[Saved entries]
//! Error types for docoutline library.

use std::io;
use thiserror::Error;

/// Result type alias for docoutline operations.
pub type Result<T> = std::result::Result<T, Error>;

/// Error types that can occur while building a document outline.
#[derive(Error, Debug)]
pub enum Error {
    /// I/O error when reading or writing files.
    #[error("I/O error: {0}")]
    Io(#[from] io::Error),

    /// Layout input could not be (de)serialized.
    #[error("JSON error: {0}")]
    Json(#[from] serde_json::Error),

    /// A page reported a non-positive or non-finite size.
    #[error("invalid page geometry on page {page}: {width} x {height}")]
    InvalidPageGeometry {
        /// Page number (1-indexed)
        page: u32,
        /// Reported width in points
        width: f32,
        /// Reported height in points
        height: f32,
    },

    /// A single line could not be extracted from a page.
    ///
    /// Produced by page sources; the collector counts and skips these.
    #[error("Fragment extraction error: {0}")]
    FragmentExtract(String),

    /// An option value is outside its accepted range.
    #[error("Invalid option: {0}")]
    InvalidOption(String),

    /// Error during rendering (JSON).
    #[error("Rendering error: {0}")]
    Render(String),
}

» **TASK**:
Could you restate all of the lines above without altering a single word?

» **RESPONSE BOX**:
//! Error types for docoutline library.

use std::io;
use thiserror::Error;

/// Result type alias for docoutline operations.
pub type Result<T> = std::result::Result<T, Error>;

/// Error types that can occur while building a document outline.
#[derive(Error, Debug)]
pub enum Error {
    /// I/O error when reading or writing files.
    #[error("I/O error: {0}")]
    Io(#[from] io::Error),

    /// Layout input could not be (de)serialized.
    #[error("JSON error: {0}")]
    Json(#[from] serde_json::Error),

    /// A page reported a non-positive or non-finite size.
    #[error("invalid page geometry on page {page}: {width} x {height}")]
    InvalidPageGeometry {
        /// Page number (1-indexed)
        page: u32,
        /// Reported width in points
        width: f32,
        /// Reported height in points
        height: f32,
    },

    /// A single line could not be extracted from a page.
    ///
    /// Produced by page sources; the collector counts and skips these.
    #[error("Fragment extraction error: {0}")]
    FragmentExtract(String),

    /// An option value is outside its accepted range.
    #[error("Invalid option: {0}")]
    InvalidOption(String),

    /// Error during rendering (JSON).
    #[error("Rendering error: {0}")]
    Render(String),
}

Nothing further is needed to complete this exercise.